Here is the ICA introduction:
Catalan director Pere Portabella’s ground-breaking masterpiece Warsaw Bridge (Pont de Varsòvia) is an artistic and political essay on the Europe of the late 80s, with its vacuities and an amnesiac political class. It is a beautiful avant-garde film and it was praised by the director of Silence of the Lambs, Jonathan Demme, when he said:
'I was lucky enough to first see Warsaw Bridge at the Contemporary Arts Museum in Barcelona in the summer of 2000 as part of a “hometown boy makes good” retrospective the museum was presenting of Portabella’s work. I was literally freaked and said, “Who? Pere Portabella? Used to produce Bunuel films? Why haven’t I ever even heard of this guy? How could a rich and dazzling and sumptuous film such as this remain so utterly unknown in my country? The exquisite images, the superbly rendered music, the bravura style, this bold narrative, the great performances, the perfection of the totality of this unique and vibrant wonderland of a film — How to get it seen in America?'
New York Times review:
“You’re stifled by rather precarious aesthetics,” one character says to another in Pere Portabella’s “Warsaw Bridge,” a film from 1990. Aren’t we all?
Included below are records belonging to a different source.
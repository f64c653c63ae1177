//! Common test utilities for CLI integration tests.
//!
//! This module provides shared helpers for CLI testing, including:
//! - Test environment setup with temporary directories
//! - A git repository builder for change detection scenarios
//! - Role collection fixtures for documentation scenarios

use assert_cmd::Command;
use std::fs;
use std::path::{Path, PathBuf};
use std::process;
use tempfile::TempDir;

/// A minimal argument spec with one option.
#[allow(dead_code)]
pub const SIMPLE_SPEC: &str = r"---
argument_specs:
  main:
    short_description: Example role
    options:
      example_port:
        type: int
        default: 8080
        description: Port the example listens on.
";

/// Test environment rooted in a temporary directory.
///
/// Commands built from it run with the temporary directory as working
/// directory and without any rolekit-related environment variables leaking
/// in from the caller.
pub struct TestEnv {
    /// Temporary directory (kept alive for the duration of the test)
    #[allow(dead_code)]
    temp_dir: TempDir,
    /// Path to the temporary directory
    pub root: PathBuf,
}

#[allow(dead_code)]
impl TestEnv {
    /// Create a new, empty test environment.
    pub fn new() -> Self {
        let temp_dir = tempfile::tempdir().expect("Failed to create temp dir");
        let root = temp_dir.path().to_path_buf();
        Self { temp_dir, root }
    }

    /// Get a command builder for the rolekit binary, running in `root`.
    pub fn command(&self) -> Command {
        let mut cmd = Command::cargo_bin("rolekit").expect("Failed to find rolekit binary");
        cmd.current_dir(&self.root)
            .env_remove("COMPARED_BRANCH")
            .env_remove("CI_COMMIT_SHA")
            .env_remove("ROLEKIT_MOLECULE")
            .env_remove("ROLEKIT_LOG_MODE");
        cmd
    }

    /// Write `contents` to `relative`, creating parent directories.
    pub fn write(&self, relative: &str, contents: &str) -> PathBuf {
        let path = self.root.join(relative);
        if let Some(parent) = path.parent() {
            fs::create_dir_all(parent).expect("Failed to create parent directory");
        }
        fs::write(&path, contents).expect("Failed to write file");
        path
    }

    /// Create a directory under the root.
    pub fn create_dir(&self, relative: &str) -> PathBuf {
        let path = self.root.join(relative);
        fs::create_dir_all(&path).expect("Failed to create directory");
        path
    }

    /// Path under the root.
    pub fn path(&self, relative: &str) -> PathBuf {
        self.root.join(relative)
    }

    /// Add a documented role: argument spec plus molecule converge playbook.
    pub fn add_documented_role(&self, role: &str) {
        self.write(&format!("roles/{role}/meta/argument_specs.yml"), SIMPLE_SPEC);
        self.write(
            &format!("molecule/{role}/converge.yml"),
            &format!("---\n- name: Converge\n  hosts: all\n  roles:\n    - {role}\n"),
        );
    }

    /// Initialize a git repository with a test identity.
    pub fn git_init(&self) {
        run_git(&self.root, &["init", "--quiet"]);
        run_git(&self.root, &["config", "user.name", "Test User"]);
        run_git(&self.root, &["config", "user.email", "test@example.com"]);
        run_git(&self.root, &["config", "commit.gpgsign", "false"]);
    }

    /// Stage everything and commit.
    pub fn git_commit_all(&self, message: &str) {
        run_git(&self.root, &["add", "--all"]);
        run_git(&self.root, &["commit", "--quiet", "-m", message]);
    }
}

/// Run git in `dir`, panicking with its stderr on failure.
pub fn run_git(dir: &Path, args: &[&str]) {
    let output = process::Command::new("git")
        .args(args)
        .current_dir(dir)
        .output()
        .expect("Failed to run git");
    assert!(
        output.status.success(),
        "git {:?} failed: {}",
        args,
        String::from_utf8_lossy(&output.stderr)
    );
}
For his part Mr. Portabella seems pretty comfortable with his aesthetic of narrative enigma, elegant camerawork and attractive people who speak in literary and intellectual riddles. A Catalan filmmaker whose recent work includes “The Silence Before Bach,” Mr. Portabella was for many years associated with Luis Buñuel. “Warsaw Bridge,” which takes place mostly in Barcelona (with a few scenes in Berlin), is not shy about declaring a debt to Buñuelian surrealism. This is especially true in several exquisite musical interludes, including one in which the members of an orchestra, housed in separate apartments, follow their conductor’s gestures on video monitors, and another set in a seragliolike bathhouse. Connecting these images is an elusive story, or rather a series of events and conversations organized around a central anecdote.